Zaczęło się od szkolenia dla animatorów, w świetlicy w Pruszynie. Animatorka GOK i organizatorka warsztatów kulinarnych Małgorzata Zdunek uczyła wszystkich uczestników, jak przygotowywać karnawałowe smakołyki – czyli karnawałowe róże.
Animatorzy przyswajali przepis na te szczególne ciastka, aby tą wiedzą móc dzielić się z mieszkańcami gminy, na warsztatach w poszczególnych świetlicach.
Inauguracyjne warsztaty odbyły się już w Błogoszczy, Stoku Lackim, Starym Opolu, Pruszyn – Pieńkach i Grabianowie.
- Przychodzą całe rodziny, z czego bardzo się cieszymy.
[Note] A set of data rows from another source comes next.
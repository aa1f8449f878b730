use crate::catalog::choose;
use crate::coerce::{normalize_str, to_dec, to_int};
use crate::db::{placeholders, SqlStore, SqlValue};
use crate::lookup::LookupMaps;
use color_eyre::Result;
use indexmap::IndexMap;
use polars::prelude::*;
use std::collections::HashSet;

/// Per-table outcome of a fact load. Partial, best-effort loading with visible
/// counts: source data is known to be inconsistent and the operator needs to
/// see how much of it was usable.
#[derive(Debug, Default, Clone, Copy, PartialEq, Eq)]
pub struct LoadReport {
    pub inserted: usize,
    pub skipped: usize,
}

/// How one target column is filled from the source row.
#[derive(Debug, Clone, Copy)]
enum Field {
    CountryId,
    VaccineId,
    DiseaseId,
    Int(&'static str),
    Dec(&'static str),
    Text(&'static str),
}

/// Resolved ids for one source row: country plus, depending on the table, a
/// vaccine or disease.
type ResolvedKeys = (i64, Option<i64>, Option<i64>);

/// Ordered target-column → source-field plan, restricted to columns that
/// actually exist in the target table.
fn build_plan(
    colset: &HashSet<String>,
    wanted: &[(&[&str], Field)],
) -> IndexMap<String, Field> {
    let mut plan = IndexMap::new();
    for (candidates, field) in wanted {
        if let Some(target) = choose(colset, candidates) {
            plan.insert(target, *field);
        }
    }
    plan
}

fn cell<'a>(df: &'a DataFrame, name: &str, row: usize) -> AnyValue<'a> {
    df.column(name)
        .ok()
        .and_then(|c| c.as_materialized_series().get(row).ok())
        .unwrap_or(AnyValue::Null)
}

fn row_values(
    df: &DataFrame,
    row: usize,
    plan: &IndexMap<String, Field>,
    keys: ResolvedKeys,
) -> Vec<SqlValue> {
    let (country_id, vaccine_id, disease_id) = keys;
    plan.values()
        .map(|field| match field {
            Field::CountryId => SqlValue::Int(country_id),
            Field::VaccineId => vaccine_id.into(),
            Field::DiseaseId => disease_id.into(),
            Field::Int(source) => to_int(&cell(df, source, row)).into(),
            Field::Dec(source) => to_dec(&cell(df, source, row)).into(),
            Field::Text(source) => normalize_str(&cell(df, source, row)).into(),
        })
        .collect()
}

/// Shared row loop: resolve foreign keys, insert what resolves, count the
/// rest. One commit per table.
fn load_fact(
    store: &SqlStore,
    df: &DataFrame,
    table: &'static str,
    plan: IndexMap<String, Field>,
    resolve: impl Fn(usize) -> Option<ResolvedKeys>,
) -> Result<LoadReport> {
    let mut report = LoadReport::default();
    if plan.is_empty() {
        println!("{table}: no matching columns, nothing loaded");
        return Ok(report);
    }
    let sql = format!(
        "INSERT INTO {} ({}) VALUES ({})",
        table,
        plan.keys().cloned().collect::<Vec<_>>().join(", "),
        placeholders(plan.len())
    );
    let mut tx = store.begin()?;
    for row in 0..df.height() {
        let Some(keys) = resolve(row) else {
            report.skipped += 1;
            continue;
        };
        let values = row_values(df, row, &plan, keys);
        match store.execute_in(&mut tx, &sql, values) {
            Ok(_) => report.inserted += 1,
            Err(err) => {
                eprintln!("skipped row {row} in {table}: {err}");
                report.skipped += 1;
            }
        }
    }
    store.commit(tx)?;
    println!(
        "{table}: inserted {}, skipped {}",
        report.inserted, report.skipped
    );
    Ok(report)
}

pub fn load_coverage(store: &SqlStore, df: &DataFrame, maps: &LookupMaps) -> Result<LoadReport> {
    let plan = build_plan(
        &store.table_columns("coverage_data")?,
        &[
            (&["country_id"], Field::CountryId),
            (&["vaccine_id"], Field::VaccineId),
            (&["year"], Field::Int("YEAR")),
            (&["coverage_category"], Field::Text("COVERAGE_CATEGORY")),
            (
                &["coverage_category_description"],
                Field::Text("COVERAGE_CATEGORY_DESCRIPTION"),
            ),
            (&["target_number"], Field::Int("TARGET_NUMBER")),
            (&["doses"], Field::Int("DOSES")),
            (&["coverage"], Field::Dec("COVERAGE")),
        ],
    );
    load_fact(store, df, "coverage_data", plan, |row| {
        let iso = normalize_str(&cell(df, "CODE", row))?;
        let country_id = maps.country_id(&iso)?;
        let vaccine_id = maps.vaccine_id(
            normalize_str(&cell(df, "ANTIGEN", row)).as_deref(),
            normalize_str(&cell(df, "ANTIGEN_DESCRIPTION", row)).as_deref(),
        )?;
        Some((country_id, Some(vaccine_id), None))
    })
}

pub fn load_incidence(store: &SqlStore, df: &DataFrame, maps: &LookupMaps) -> Result<LoadReport> {
    let plan = build_plan(
        &store.table_columns("incidence_rate_data")?,
        &[
            (&["country_id"], Field::CountryId),
            (&["disease_id"], Field::DiseaseId),
            (&["year"], Field::Int("YEAR")),
            (&["denominator"], Field::Text("DENOMINATOR")),
            (&["incidence_rate"], Field::Dec("INCIDENCE_RATE")),
        ],
    );
    load_fact(store, df, "incidence_rate_data", plan, |row| {
        let iso = normalize_str(&cell(df, "CODE", row))?;
        let country_id = maps.country_id(&iso)?;
        let disease_id = maps.disease_id(normalize_str(&cell(df, "DISEASE", row)).as_deref())?;
        Some((country_id, None, Some(disease_id)))
    })
}

pub fn load_reported_cases(
    store: &SqlStore,
    df: &DataFrame,
    maps: &LookupMaps,
) -> Result<LoadReport> {
    let plan = build_plan(
        &store.table_columns("reported_cases_data")?,
        &[
            (&["country_id"], Field::CountryId),
            (&["disease_id"], Field::DiseaseId),
            (&["year"], Field::Int("YEAR")),
            (&["cases", "reported_cases"], Field::Int("CASES")),
        ],
    );
    load_fact(store, df, "reported_cases_data", plan, |row| {
        let iso = normalize_str(&cell(df, "CODE", row))?;
        let country_id = maps.country_id(&iso)?;
        let disease_id = maps.disease_id(normalize_str(&cell(df, "DISEASE", row)).as_deref())?;
        Some((country_id, None, Some(disease_id)))
    })
}

pub fn load_schedule(store: &SqlStore, df: &DataFrame, maps: &LookupMaps) -> Result<LoadReport> {
    let plan = build_plan(
        &store.table_columns("vaccine_schedule_data")?,
        &[
            (&["country_id"], Field::CountryId),
            (&["vaccine_id"], Field::VaccineId),
            (&["year"], Field::Int("YEAR")),
            (&["schedulerounds"], Field::Text("SCHEDULEROUNDS")),
            (&["targetpop"], Field::Text("TARGETPOP")),
            (
                &["targetpop_description"],
                Field::Text("TARGETPOP_DESCRIPTION"),
            ),
            (&["geoarea", "geo_area", "geo"], Field::Text("GEOAREA")),
            (
                &["ageadministered", "age_administered", "age"],
                Field::Text("AGEADMINISTERED"),
            ),
            (
                &["sourcecomment", "source_comment", "source"],
                Field::Text("SOURCECOMMENT"),
            ),
        ],
    );
    load_fact(store, df, "vaccine_schedule_data", plan, |row| {
        let iso = normalize_str(&cell(df, "ISO_3_CODE", row))?;
        let country_id = maps.country_id(&iso)?;
        let vaccine_id = maps.vaccine_id(
            normalize_str(&cell(df, "VACCINECODE", row)).as_deref(),
            normalize_str(&cell(df, "VACCINE_DESCRIPTION", row)).as_deref(),
        )?;
        Some((country_id, Some(vaccine_id), None))
    })
}
//! Loop capture: slices a live stereo stream into export chunks.

use crate::error::{ExportError, Result};
use crate::types::AudioChunk;

/// Default chunk length (seconds of audio per chunk)
pub const DEFAULT_CHUNK_SECONDS: f64 = 0.1;

/// Recorder lifecycle
#[derive(Debug, Clone, Copy, PartialEq, Eq)]
pub enum RecorderState {
    Idle,
    Recording,
    Stopped,
}

/// Collects captured frames into fixed-size [`AudioChunk`]s.
///
/// `start()` moves `Idle → Recording`, `stop()` moves `Recording → Stopped`
/// and hands out the chunks, including a trailing partial one. A stopped
/// recorder can be started again for a fresh take.
#[derive(Debug)]
pub struct LoopRecorder {
    state: RecorderState,
    chunk_frames: usize,
    pending_left: Vec<f32>,
    pending_right: Vec<f32>,
    chunks: Vec<AudioChunk>,
    captured_frames: usize,
}

impl LoopRecorder {
    pub fn new(sample_rate: u32) -> Self {
        Self::from_chunk_frames(chunk_frames_for(sample_rate, DEFAULT_CHUNK_SECONDS))
    }

    /// Recorder cutting chunks of `seconds` each.
    ///
    /// `seconds` must be finite and positive.
    pub fn with_chunk_duration(sample_rate: u32, seconds: f64) -> Result<Self> {
        if !seconds.is_finite() || seconds <= 0.0 {
            return Err(ExportError::Capture(format!(
                "chunk duration must be a positive number of seconds, got {seconds}"
            )));
        }
        Ok(Self::from_chunk_frames(chunk_frames_for(sample_rate, seconds)))
    }

    // Pending buffers grow with the pushed blocks, not with the chunk size.
    fn from_chunk_frames(chunk_frames: usize) -> Self {
        Self {
            state: RecorderState::Idle,
            chunk_frames,
            pending_left: Vec::new(),
            pending_right: Vec::new(),
            chunks: Vec::new(),
            captured_frames: 0,
        }
    }

    pub fn state(&self) -> RecorderState {
        self.state
    }

    pub fn chunk_frames(&self) -> usize {
        self.chunk_frames
    }

    /// Frames captured in the current take
    pub fn captured_frames(&self) -> usize {
        self.captured_frames
    }

    pub fn start(&mut self) -> Result<()> {
        if self.state == RecorderState::Recording {
            return Err(ExportError::Capture("recording already in progress".into()));
        }
        self.reset();
        self.state = RecorderState::Recording;
        log::debug!("loop capture started ({} frames per chunk)", self.chunk_frames);
        Ok(())
    }

    /// Append a block of planar stereo frames.
    pub fn push(&mut self, left: &[f32], right: &[f32]) -> Result<()> {
        self.ensure_recording()?;
        if left.len() != right.len() {
            return Err(ExportError::Capture(format!(
                "captured block channels differ in length (left {}, right {})",
                left.len(),
                right.len()
            )));
        }

        let mut offset = 0;
        while offset < left.len() {
            let room = self.chunk_frames - self.pending_left.len();
            let take = room.min(left.len() - offset);
            self.pending_left.extend_from_slice(&left[offset..offset + take]);
            self.pending_right.extend_from_slice(&right[offset..offset + take]);
            offset += take;
            if self.pending_left.len() == self.chunk_frames {
                self.flush()?;
            }
        }
        self.captured_frames += left.len();
        Ok(())
    }

    /// Append a block of interleaved stereo frames [L, R, L, R, ...].
    pub fn push_interleaved(&mut self, samples: &[f32]) -> Result<()> {
        self.ensure_recording()?;
        let block = AudioChunk::from_interleaved(samples)
            .map_err(|e| ExportError::Capture(e.to_string()))?;
        self.push(block.left(), block.right())
    }

    /// Finish the take and return its chunks in capture order.
    pub fn stop(&mut self) -> Result<Vec<AudioChunk>> {
        self.ensure_recording()?;
        if !self.pending_left.is_empty() {
            self.flush()?;
        }
        self.state = RecorderState::Stopped;

        let chunks = std::mem::take(&mut self.chunks);
        if chunks.is_empty() {
            return Err(ExportError::Capture("no audio captured".into()));
        }
        log::debug!(
            "loop capture stopped: {} chunks, {} frames",
            chunks.len(),
            self.captured_frames
        );
        Ok(chunks)
    }

    /// Drop everything captured so far and return to `Idle`.
    pub fn reset(&mut self) {
        self.pending_left = Vec::new();
        self.pending_right = Vec::new();
        self.chunks = Vec::new();
        self.captured_frames = 0;
        self.state = RecorderState::Idle;
    }

    fn ensure_recording(&self) -> Result<()> {
        if self.state == RecorderState::Recording {
            Ok(())
        } else {
            Err(ExportError::Capture(format!(
                "recorder is {:?}, not recording",
                self.state
            )))
        }
    }

    fn flush(&mut self) -> Result<()> {
        let left = std::mem::take(&mut self.pending_left);
        let right = std::mem::take(&mut self.pending_right);
        self.chunks.push(AudioChunk::stereo(left, right)?);
        Ok(())
    }
}

fn chunk_frames_for(sample_rate: u32, seconds: f64) -> usize {
    ((sample_rate as f64 * seconds).floor() as usize).max(1)
}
Róże smażą wszyscy, od dzieci przez rodziców po dziadków. Animatorzy uczą, jak robić róże karnawałowe. Uczestnicy mają wiele pytań, najczęściej o tradycje, szczegóły przepisów. Animatorzy odpowiadają, jak kiedyś robiło się te ciastka w ich domach. Dzieci słuchają z zainteresowaniem. To jest fajny sposób na odciągnięcie ich od komputerów czy telefonów – mówi dyrektor GOK w Chodowie Izabela Kuniewicz.
Warsztaty cieszą się ogromną popularnością. Róże nie okazują się trudniejsze w wykonaniu od tradycyjnych faworków. Co ważne, nie trzeba przynosić ze sobą żadnych surowców. Mąka, jajka i wszystko, co jest potrzebne do smażenia róż, czeka na miejscu.
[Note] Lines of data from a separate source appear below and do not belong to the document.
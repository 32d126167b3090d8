//! Loop tiling with linear crossfades at every seam.

use crate::error::{ExportError, Result};
use crate::options::ExportOptions;
use crate::progress::{scaled_percent, ExportPhase, ExportProgress};
use crate::types::{AssembledMaster, AudioChunk, LoopBuffer};

/// Crossfade window in samples: `crossfade_seconds` of audio, never more
/// than half a loop.
pub fn overlap_len(loop_len: usize, sample_rate: u32, crossfade_seconds: f64) -> usize {
    let proposed = (crossfade_seconds * sample_rate as f64).floor() as usize;
    proposed.min(loop_len / 2)
}

/// `loop_count * loop_len - (loop_count - 1) * overlap`
pub fn assembled_len(loop_len: usize, loop_count: u32, overlap: usize) -> Result<usize> {
    let count = loop_count as usize;
    let overflow = || {
        ExportError::Encoding(format!(
            "{count} loops of {loop_len} samples exceed the addressable buffer size"
        ))
    };
    let total = loop_len.checked_mul(count).ok_or_else(overflow)?;
    let shared = count.saturating_sub(1).checked_mul(overlap).ok_or_else(overflow)?;
    Ok(total - shared)
}

/// Reject requests that cannot produce a loop, before anything is allocated.
pub(crate) fn validate_request(chunks: &[AudioChunk], loop_count: u32, sample_rate: u32) -> Result<()> {
    if chunks.is_empty() {
        return Err(ExportError::InvalidData("no audio chunks to export".into()));
    }
    if loop_count == 0 {
        return Err(ExportError::InvalidOptions(
            "loop count must be at least 1".into(),
        ));
    }
    if sample_rate == 0 {
        return Err(ExportError::InvalidOptions(
            "sample rate must be positive".into(),
        ));
    }
    if chunks.iter().all(AudioChunk::is_empty) {
        return Err(ExportError::InvalidData(
            "captured loop contains no samples".into(),
        ));
    }
    Ok(())
}

/// Tile the concatenated chunks `loop_count` times.
///
/// Consecutive loops are placed `loop_len - overlap` samples apart and summed
/// into a zeroed buffer. Inside an overlap the outgoing loop is weighted by a
/// linear ramp 1 → 0 and the incoming loop 0 → 1, so the two weights sum to 1.
/// The first loop has no fade-in and the last no fade-out; with a single loop
/// the output is the loop itself.
pub fn assemble(
    chunks: &[AudioChunk],
    loop_count: u32,
    sample_rate: u32,
    options: &ExportOptions,
    on_progress: &impl Fn(ExportProgress),
) -> Result<AssembledMaster> {
    options.validate()?;
    validate_request(chunks, loop_count, sample_rate)?;

    let single = LoopBuffer::from_chunks(chunks);
    let loop_len = single.len();
    let overlap = overlap_len(loop_len, sample_rate, options.crossfade_seconds);
    let stride = loop_len - overlap;
    let final_len = assembled_len(loop_len, loop_count, overlap)?;

    log::debug!(
        "loop assembly: loop_len={} loop_count={} overlap={} final_len={} duration={:.2}s",
        loop_len,
        loop_count,
        overlap,
        final_len,
        final_len as f64 / sample_rate as f64
    );

    let mut master = AssembledMaster::silent(final_len)?;
    let loop_count = loop_count as usize;
    let fade_out_start = loop_len - overlap;

    for k in 0..loop_count {
        let start = k * stride;
        let fade_in = k > 0;
        let fade_out = k + 1 < loop_count;

        let dest_l = &mut master.left[start..start + loop_len];
        let dest_r = &mut master.right[start..start + loop_len];

        for i in 0..loop_len {
            let mut weight = 1.0f32;
            if fade_in && i < overlap {
                weight = i as f32 / overlap as f32;
            }
            // Both ramps apply when a short loop's windows touch.
            if fade_out && i >= fade_out_start {
                let rel = (i - fade_out_start) as f32;
                weight *= 1.0 - rel / overlap as f32;
            }
            dest_l[i] += single.left()[i] * weight;
            dest_r[i] += single.right()[i] * weight;
        }

        if k % options.loop_progress_stride == 0 || k + 1 == loop_count {
            on_progress(ExportProgress::new(
                ExportPhase::Building,
                format!("Loop {}/{}", k + 1, loop_count),
                scaled_percent(15, 30, k + 1, loop_count),
            ));
        }
    }

    Ok(master)
}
Smażenie kończy się wspólnym poczęstunkiem przy kawie, herbacie i oczywiście świeżutkich i jeszcze ciepłych ciastkach.
Animatorzy starają się uatrakcyjnić każde warsztaty. Sołtys Starego Opola Wiesław Kosyl na przykład przebrał się w strój kucharski, co podkreśliło atmosferę wydarzenia.
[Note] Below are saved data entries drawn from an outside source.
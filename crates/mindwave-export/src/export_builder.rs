use crate::handle::ExportHandle;
use crate::pipeline::{render_master, run_export, ExportResult};
use crate::progress::ExportProgress;
use crate::types::{AssembledMaster, AudioChunk};
use crate::{ExportFormat, ExportOptions, Result};
use std::path::Path;

/// Builder for exporting a captured loop.
///
/// # Example
/// ```ignore
/// let result = ExportBuilder::new(chunks, 44100)
///     .format(ExportFormat::Wav24)
///     .loop_count(8)
///     .encode()?;
/// ```
#[derive(Debug)]
pub struct ExportBuilder {
    chunks: Vec<AudioChunk>,
    sample_rate: u32,
    loop_count: u32,
    format: ExportFormat,
    options: ExportOptions,
}

impl ExportBuilder {
    pub fn new(chunks: Vec<AudioChunk>, sample_rate: u32) -> Self {
        Self {
            chunks,
            sample_rate,
            loop_count: 1,
            format: ExportFormat::default(),
            options: ExportOptions::default(),
        }
    }

    pub fn format(mut self, format: ExportFormat) -> Self {
        self.format = format;
        self
    }

    pub fn loop_count(mut self, loop_count: u32) -> Self {
        self.loop_count = loop_count;
        self
    }

    pub fn options(mut self, options: ExportOptions) -> Self {
        self.options = options;
        self
    }

    /// Override the seam crossfade window (seconds).
    pub fn crossfade_seconds(mut self, seconds: f64) -> Self {
        self.options.crossfade_seconds = seconds;
        self
    }

    /// Assemble and shape the loop without encoding it.
    pub fn render(self) -> Result<AssembledMaster> {
        render_master(
            &self.chunks,
            self.loop_count,
            self.sample_rate,
            &self.options,
            &|_| {},
        )
    }

    pub fn encode(self) -> Result<ExportResult> {
        self.encode_with_progress(|_| {})
    }

    pub fn encode_with_progress(self, on_progress: impl Fn(ExportProgress)) -> Result<ExportResult> {
        run_export(
            self.chunks,
            self.format,
            self.loop_count,
            self.sample_rate,
            &self.options,
            on_progress,
        )
    }

    /// Encode and write the payload to `path`.
    pub fn to_file(self, path: impl AsRef<Path>) -> Result<ExportResult> {
        let result = self.encode()?;
        crate::write_export(path, &result)?;
        Ok(result)
    }

    /// Start a non-blocking background export, returning a handle to poll progress.
    ///
    /// The export runs on a dedicated thread. Poll [`ExportHandle::progress()`]
    /// each frame to get status updates, or call [`ExportHandle::wait()`] to block.
    ///
    /// ```ignore
    /// let mut handle = ExportBuilder::new(chunks, 48000).loop_count(4).start()?;
    ///
    /// loop {
    ///     match handle.progress() {
    ///         ExportStatus::Running(p) => println!("{} {}%", p.step.label(), p.percent),
    ///         ExportStatus::Complete => break,
    ///         ExportStatus::Failed(e) => { eprintln!("{}", e); break; }
    ///         ExportStatus::Pending => {}
    ///     }
    /// }
    /// let result = handle.wait()?;
    /// ```
    pub fn start(self) -> Result<ExportHandle> {
        self.options.validate()?;
        let (tx, rx) = crossbeam_channel::bounded(self.options.progress_channel_capacity);

        let thread = std::thread::Builder::new()
            .name("mindwave-export".into())
            .spawn(move || {
                self.encode_with_progress(|p| {
                    let _ = tx.try_send(p); // drop if full, the poller only needs the latest
                })
            })?;

        Ok(ExportHandle::new(rx, thread))
    }
}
Kolejne warsztaty są planowane w Białkach (22 stycznia), Rakowcu (25 stycznia), Pruszynie (29 stycznia), Żaboklikach (29 stycznia), Golicach (29 stycznia), Nowym Opolu (30 stycznia), Pruszynku (30 stycznia), Wołyńcach (31 stycznia), Grubalach i Ujrzanowie (1 lutego).